# What is expected
Check every line of the entries for the string "ReportSession" and return the ones that contain it.

# Data to examine
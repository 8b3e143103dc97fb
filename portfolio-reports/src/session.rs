//! Report-building session.
//!
//! A [`ReportSession`] owns everything the user configures for one report:
//! the record type and its schema, the filter set, the field selection and
//! the last [`ReportResult`]. Choosing a record type resets all of it in one
//! step; nothing leaks from one record type into the next.
//!
//! Generation runs in two halves so a front end can keep its event loop
//! responsive while the store answers:
//!
//! ```text
//! begin_generate ──> PendingReport ──> store.list(..) ──> complete_generate
//! ```
//!
//! Each pending report carries a request token. Only the most recent token is
//! applied; answers to superseded requests are discarded.

use crate::error::{ReportError, Result, ValidationError};
use crate::export::{ExportArtifact, ExportContext, ExportFormat, export};
use crate::fields::{FieldSelection, SelectableField, filterable_fields, selectable_fields};
use crate::filters::{FilterSet, InputWidget, filter_widgets};
use crate::locale::Locale;
use crate::preview::{Preview, render_preview};
use crate::result::{Column, ReportResult};
use portfolio_model::{FieldDescriptor, Record, RecordSchema};
use portfolio_store::{Filters, RecordStore, StoreResult};
use std::collections::HashMap;
use std::sync::Arc;
use tracing::{debug, info, warn};

/// Where the session is in its lifecycle.
#[derive(Debug, Clone, Copy, PartialEq, Eq)]
pub enum SessionPhase {
    /// Choosing a record type, fields and filters.
    Configuring,
    /// A fetch is in flight.
    Generating,
    /// A report has been produced and can be previewed and exported.
    Preview,
}

/// A fetch that has been started but not yet applied.
#[derive(Debug, Clone, PartialEq)]
pub struct PendingReport {
    token: u64,
    record_type: String,
    filters: Filters,
    columns: Vec<Column>,
}

impl PendingReport {
    pub fn token(&self) -> u64 {
        self.token
    }

    pub fn record_type(&self) -> &str {
        &self.record_type
    }

    /// Query to pass to [`RecordStore::list`].
    pub fn filters(&self) -> &Filters {
        &self.filters
    }

    pub fn columns(&self) -> &[Column] {
        &self.columns
    }
}

/// What happened to a completed fetch.
#[derive(Debug, Clone, PartialEq)]
pub enum GenerateOutcome {
    /// The response became the current report.
    Applied(Arc<ReportResult>),
    /// The request had been superseded; nothing changed.
    Discarded,
}

/// Everything tied to the current record type.
#[derive(Debug, Clone)]
struct ReportConfig {
    record_type: String,
    schema: Arc<RecordSchema>,
    filters: FilterSet,
    selection: FieldSelection,
    result: Option<Arc<ReportResult>>,
    phase: SessionPhase,
}

impl ReportConfig {
    fn fresh(record_type: &str, schema: Arc<RecordSchema>) -> Self {
        Self {
            record_type: record_type.to_string(),
            schema,
            filters: FilterSet::new(),
            selection: FieldSelection::new(),
            result: None,
            phase: SessionPhase::Configuring,
        }
    }

    fn settled_phase(&self) -> SessionPhase {
        if self.result.is_some() {
            SessionPhase::Preview
        } else {
            SessionPhase::Configuring
        }
    }
}

/// Single-owner state of one report-building session.
#[derive(Debug)]
pub struct ReportSession {
    config: Option<ReportConfig>,
    schemas: HashMap<String, Arc<RecordSchema>>,
    next_token: u64,
    in_flight: Option<u64>,
    locale: Locale,
}

impl Default for ReportSession {
    fn default() -> Self {
        Self::new(Locale::default())
    }
}

impl ReportSession {
    pub fn new(locale: Locale) -> Self {
        Self {
            config: None,
            schemas: HashMap::new(),
            next_token: 0,
            in_flight: None,
            locale,
        }
    }

    pub fn locale(&self) -> &Locale {
        &self.locale
    }

    // ── Record type ─────────────────────────────────────────────

    /// Switches to `record_type`, loading its schema on first use.
    ///
    /// On success filters, selection, result and phase are reset together
    /// and any in-flight generation is invalidated. On failure the session
    /// is unchanged.
    pub async fn select_record_type(
        &mut self,
        store: &dyn RecordStore,
        record_type: &str,
    ) -> Result<Arc<RecordSchema>> {
        if record_type.trim().is_empty() {
            return Err(ValidationError::MissingRecordType.into());
        }

        let schema = match self.schemas.get(record_type) {
            Some(schema) => schema.clone(),
            None => {
                let schema = store.schema(record_type).await.map_err(|e| {
                    warn!("Failed to load schema for {record_type}: {e}");
                    ReportError::Transport(e)
                })?;
                debug!(
                    "Loaded schema for {record_type} from {} ({} fields)",
                    store.backend_name(),
                    schema.fields.len()
                );
                let schema = Arc::new(schema);
                self.schemas.insert(record_type.to_string(), schema.clone());
                schema
            }
        };

        self.config = Some(ReportConfig::fresh(record_type, schema.clone()));
        self.in_flight = None;
        Ok(schema)
    }

    pub fn record_type(&self) -> Option<&str> {
        self.config.as_ref().map(|c| c.record_type.as_str())
    }

    pub fn schema(&self) -> Option<&RecordSchema> {
        self.config.as_ref().map(|c| c.schema.as_ref())
    }

    pub fn phase(&self) -> SessionPhase {
        self.config
            .as_ref()
            .map_or(SessionPhase::Configuring, |c| c.phase)
    }

    /// True while a generation is in flight.
    pub fn is_busy(&self) -> bool {
        self.in_flight.is_some()
    }

    // ── Fields and filters ──────────────────────────────────────

    pub fn filterable_fields(&self) -> Vec<&FieldDescriptor> {
        filterable_fields(self.schema())
    }

    pub fn selectable_fields(&self) -> Vec<SelectableField> {
        self.schema().map(selectable_fields).unwrap_or_default()
    }

    pub fn filter_widgets(&self) -> Vec<InputWidget> {
        match &self.config {
            Some(c) => filter_widgets(Some(c.schema.as_ref()), &c.filters, &self.locale),
            None => Vec::new(),
        }
    }

    pub fn filters(&self) -> Option<&FilterSet> {
        self.config.as_ref().map(|c| &c.filters)
    }

    pub fn selected_fields(&self) -> &[String] {
        self.config
            .as_ref()
            .map(|c| c.selection.as_slice())
            .unwrap_or(&[])
    }

    /// Sets (or with an empty value, clears) the constraint on `field`.
    /// Only fields offered by the filter builder are accepted.
    pub fn set_filter(&mut self, field: &str, value: &str) -> Result<&FilterSet> {
        let config = self
            .config
            .as_mut()
            .ok_or(ValidationError::MissingRecordType)?;
        let offered = filterable_fields(Some(config.schema.as_ref()))
            .iter()
            .any(|f| f.name == field);
        if !offered {
            return Err(ValidationError::NotFilterable(field.to_string()).into());
        }
        Ok(config.filters.set(field, value))
    }

    /// Toggles `field` in the selection. Returns whether it is now selected.
    pub fn toggle_field(&mut self, field: &str) -> Result<bool> {
        let config = self
            .config
            .as_mut()
            .ok_or(ValidationError::MissingRecordType)?;
        if !config.schema.is_known_field(field) {
            return Err(ValidationError::UnknownField {
                record_type: config.record_type.clone(),
                field: field.to_string(),
            }
            .into());
        }
        Ok(config.selection.toggle(field))
    }

    // ── Generation ──────────────────────────────────────────────

    /// Validates the configuration and starts a generation.
    ///
    /// Nothing changes when validation fails.
    pub fn begin_generate(&mut self) -> Result<PendingReport> {
        let config = self
            .config
            .as_mut()
            .ok_or(ValidationError::MissingRecordType)?;
        if config.selection.is_empty() {
            return Err(ValidationError::NoFieldsSelected.into());
        }
        if self.in_flight.is_some() {
            return Err(ValidationError::GenerationInProgress.into());
        }

        self.next_token += 1;
        let token = self.next_token;
        self.in_flight = Some(token);
        config.phase = SessionPhase::Generating;

        let columns = config
            .selection
            .as_slice()
            .iter()
            .map(|name| Column::for_field(&config.schema, name))
            .collect();
        debug!(
            "Generating {} report #{token} with {} filters",
            config.record_type,
            config.filters.len()
        );
        Ok(PendingReport {
            token,
            record_type: config.record_type.clone(),
            filters: config.filters.to_query(),
            columns,
        })
    }

    /// Applies the store's answer to `pending`.
    ///
    /// A superseded request is discarded whatever its outcome. A failed
    /// current request leaves the previous report in place.
    pub fn complete_generate(
        &mut self,
        pending: PendingReport,
        response: StoreResult<Vec<Record>>,
    ) -> Result<GenerateOutcome> {
        if self.in_flight != Some(pending.token) {
            debug!("Discarding stale {} report #{}", pending.record_type, pending.token);
            return Ok(GenerateOutcome::Discarded);
        }
        self.in_flight = None;

        let Some(config) = self.config.as_mut() else {
            return Ok(GenerateOutcome::Discarded);
        };

        match response {
            Ok(rows) => {
                info!(
                    "Generated {} report: {} rows, {} columns",
                    pending.record_type,
                    rows.len(),
                    pending.columns.len()
                );
                let result = Arc::new(ReportResult::new(
                    pending.record_type,
                    pending.columns,
                    rows,
                ));
                config.result = Some(result.clone());
                config.phase = SessionPhase::Preview;
                Ok(GenerateOutcome::Applied(result))
            }
            Err(e) => {
                warn!("Failed to fetch {} records: {e}", pending.record_type);
                config.phase = config.settled_phase();
                Err(ReportError::Transport(e))
            }
        }
    }

    /// Validates, fetches with the current filters, and installs the result.
    pub async fn generate(&mut self, store: &dyn RecordStore) -> Result<Arc<ReportResult>> {
        let pending = self.begin_generate()?;
        let response = store.list(pending.record_type(), pending.filters()).await;
        match self.complete_generate(pending, response)? {
            GenerateOutcome::Applied(result) => Ok(result),
            // Nothing can supersede the request while `self` is borrowed.
            GenerateOutcome::Discarded => Err(ValidationError::NoReport.into()),
        }
    }

    // ── Preview and export ──────────────────────────────────────

    pub fn result(&self) -> Option<&Arc<ReportResult>> {
        self.config.as_ref().and_then(|c| c.result.as_ref())
    }

    pub fn preview(&self) -> Option<Preview> {
        self.result().map(|r| render_preview(r, &self.locale))
    }

    /// Formats offered for the current report. Empty without rows.
    pub fn available_formats(&self) -> &'static [ExportFormat] {
        self.result().map(|r| r.available_formats()).unwrap_or(&[])
    }

    /// Exports the current report, dated `ctx.date`.
    pub fn export(&self, format: ExportFormat, ctx: &ExportContext) -> Result<ExportArtifact> {
        let result = self.result().ok_or(ValidationError::NoReport)?;
        export(result, format, ctx)
    }

    /// Exports the current report dated today, with the session locale.
    pub fn export_today(&self, format: ExportFormat) -> Result<ExportArtifact> {
        self.export(format, &ExportContext::today(self.locale.clone()))
    }
}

# Output for this exercise
//! A [`ReportSession`] owns everything the user configures for one report:
pub struct ReportSession {
impl Default for ReportSession {
impl ReportSession {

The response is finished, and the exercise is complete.